National Trust for Scotland, Path Repair Team Feature

I wrote a feature for the current National Trust for Scotland magazine covering the work of their Path Repair Team who were working on Ben Lomond at the time. The time in question was the height of summer, one of the hottest days of the year, or indeed since records began and I felt it on every step of the ascent.
Ciaran and Nan who I were meeting had climbed up at dawn to miss the midges and get to their work site before the sun caught them. Good call.

It was a good day though, great company and excellent banter and I came home with hours of recorded conversation to sift through. I learned new stuff and will forever view paths a little differently.
I’ve some thoughts on it all below, some banter from Ciaran and Nan that never made the pages and an amazing coincidence at the end.

Just to confirm that the feature seen below is indeed written by me, it’s just that they spelled my name wrong.
I fully expect Holly to have to take a sharpie to my gravestone to add the “a”.

I’ve no idea how many times I’ve climbed Ben Lomond, been wandering it’s ridges since I had hair and no camera.

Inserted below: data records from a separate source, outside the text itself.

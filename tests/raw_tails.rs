//! Tail handling of the raw kernels on every strategy table
//!
//! Each output buffer is framed by canary values; a kernel that writes past
//! either end of its buffer fails the guard check. Sizes cover every
//! remainder of the widest vector.

mod common;

use common::{Guarded, assert_allclose_f32, random_vec, tables};
use nnkern::raw;
use nnkern::{Dispatch, EltwiseOp, PoolShape, TensorFormat};

fn sizes() -> impl Iterator<Item = usize> {
    (0..=35).chain([63, 64, 65, 127, 129])
}

#[test]
fn test_restrict_range_tails() {
    for size in sizes() {
        let src = random_vec(size, size as u64);
        let expected: Vec<f32> = src.iter().map(|x| x.clamp(-1.0, 1.0)).collect();
        for (name, table) in tables() {
            let mut dst = Guarded::zeros(size);
            unsafe {
                raw::restrict_range_with(&table, src.as_ptr(), size, -1.0, 1.0, dst.as_mut_ptr())
            };
            let msg = format!("{name} size={size}");
            dst.check_guards(&msg);
            assert_eq!(dst.as_slice(), expected, "{msg}");
        }
    }
}

#[test]
fn test_eltwise_tails() {
    for size in sizes() {
        let a = random_vec(size, 1);
        let b = random_vec(size, 2);
        let srcs = [a.as_ptr(), b.as_ptr()];
        for op in [EltwiseOp::Max, EltwiseOp::Min, EltwiseOp::Product] {
            for (name, table) in tables() {
                let mut dst = Guarded::zeros(size);
                unsafe {
                    raw::eltwise_with(&table, &srcs, std::ptr::null(), size, op, dst.as_mut_ptr())
                };
                dst.check_guards(&format!("{name} {op:?} size={size}"));
            }
        }
    }
}

#[test]
fn test_bias_and_scale_tails() {
    for format in [TensorFormat::ChannelMajor, TensorFormat::SpatialMajor] {
        for channels in [1usize, 3, 7, 17] {
            for spatial in [1usize, 5, 19] {
                let len = channels * spatial;
                let base = random_vec(len, 3);
                let params = random_vec(channels, 4);
                for (name, table) in tables() {
                    let msg = format!("{name} {format:?} c={channels} s={spatial}");

                    let mut dst = Guarded::new(&base);
                    unsafe {
                        raw::add_bias_with(
                            &table,
                            params.as_ptr(),
                            channels,
                            spatial,
                            dst.as_mut_ptr(),
                            format,
                        )
                    };
                    dst.check_guards(&msg);

                    let mut dst = Guarded::zeros(len);
                    unsafe {
                        raw::scale_with(
                            &table,
                            base.as_ptr(),
                            params.as_ptr(),
                            params.as_ptr(),
                            channels,
                            spatial,
                            dst.as_mut_ptr(),
                            format,
                        )
                    };
                    dst.check_guards(&msg);
                }
            }
        }
    }
}

#[test]
fn test_fused_tails() {
    for trans in [false, true] {
        for (count, size) in [(1usize, 1usize), (3, 5), (17, 3), (5, 33)] {
            let len = count * size;
            let src = random_vec(len, 5);
            let bias = random_vec(count, 6);
            let scale = random_vec(count, 7);
            let (scale1, bias1) = (0.5f32, -0.25f32);
            for (name, table) in tables() {
                let msg = format!("{name} trans={trans} count={count} size={size}");

                let mut dst = Guarded::zeros(len);
                unsafe {
                    raw::fused_layer_forward0_with(
                        &table,
                        src.as_ptr(),
                        bias.as_ptr(),
                        scale.as_ptr(),
                        count,
                        size,
                        dst.as_mut_ptr(),
                        trans,
                    )
                };
                dst.check_guards(&msg);

                let mut dst = Guarded::zeros(2 * len);
                unsafe {
                    raw::fused_layer_forward4_with(
                        &table,
                        src.as_ptr(),
                        bias.as_ptr(),
                        &scale1,
                        &bias1,
                        count,
                        size,
                        dst.as_mut_ptr(),
                        trans,
                    )
                };
                dst.check_guards(&msg);
            }
        }
    }
}

#[test]
fn test_softmax_and_inner_product_tails() {
    for size in [1usize, 2, 7, 16, 17, 33] {
        let src = random_vec(2 * size, 8);
        let weight = random_vec(5 * size, 9);
        for (name, table) in tables() {
            let msg = format!("{name} size={size}");

            let mut dst = Guarded::zeros(2 * size);
            unsafe { raw::softmax_with(&table, src.as_ptr(), size, 2, 1, dst.as_mut_ptr()) };
            dst.check_guards(&msg);

            let mut dst = Guarded::zeros(5);
            unsafe {
                raw::inner_product_with(
                    &table,
                    src.as_ptr(),
                    weight.as_ptr(),
                    std::ptr::null(),
                    5,
                    size,
                    dst.as_mut_ptr(),
                )
            };
            dst.check_guards(&msg);
        }
    }
}

#[test]
fn test_lrn_spatial_major_tails() {
    let k = [1.0f32, 0.1, -0.75];
    for count in [2usize, 5, 6, 7, 9, 10, 11, 17, 18, 19, 20, 33] {
        let size = 3;
        let src = Guarded::new(&random_vec(count * size, count as u64));
        let mut expected = vec![0.0f32; count * size];
        unsafe {
            raw::lrn_cross_channels_with(
                &Dispatch::scalar(),
                src.as_ptr(),
                2,
                count,
                size,
                k,
                expected.as_mut_ptr(),
                true,
            )
        };
        for (name, table) in tables() {
            let mut dst = Guarded::zeros(count * size);
            unsafe {
                raw::lrn_cross_channels_with(
                    &table,
                    src.as_ptr(),
                    2,
                    count,
                    size,
                    k,
                    dst.as_mut_ptr(),
                    true,
                )
            };
            let msg = format!("{name} count={count}");
            dst.check_guards(&msg);
            assert_allclose_f32(dst.as_slice(), &expected, 1e-4, 1e-5, &msg);
        }
    }
}

#[test]
fn test_pooling_tails() {
    for hw in [3usize, 8, 9, 17, 34] {
        for shape in [
            PoolShape::square(2, hw, hw, 3, 1, 1),
            PoolShape::square(2, hw, hw, 2, 2, 0),
            PoolShape::square(2, hw, hw, 3, 2, 0),
        ] {
            let src = random_vec(shape.src_len(), hw as u64);
            for trans in [false, true] {
                for (name, table) in tables() {
                    let mut dst = Guarded::zeros(shape.dst_len());
                    unsafe { raw::max_pooling_with(&table, src.as_ptr(), shape, dst.as_mut_ptr(), trans) };
                    dst.check_guards(&format!("{name} {shape:?} trans={trans}"));
                }
            }
        }
    }
}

It’s familiar and approachable but it’s never a pushover; been on my knees in the wind wishing I was elsewhere and on the north side on snow wishing I’d thought it through better.
The days of joy up there I can’t count however. It’s close enough that I can drop everything and run to it and over the years I’ve caught some golden moments when I had no right to be there.
It’s a bigger hill than the regular route suggests, it has secrets, it has dark corners and it has my heart. I love this hill.

I know I’m not alone, the paths show it. Many years ago I could climb Ptarmigan Ridge to the top and see no one else there, the path there was easily followable for most of the way but it wasn’t overly worn. Nowadays the path is as ground down as the tourist route up Sron Aonach.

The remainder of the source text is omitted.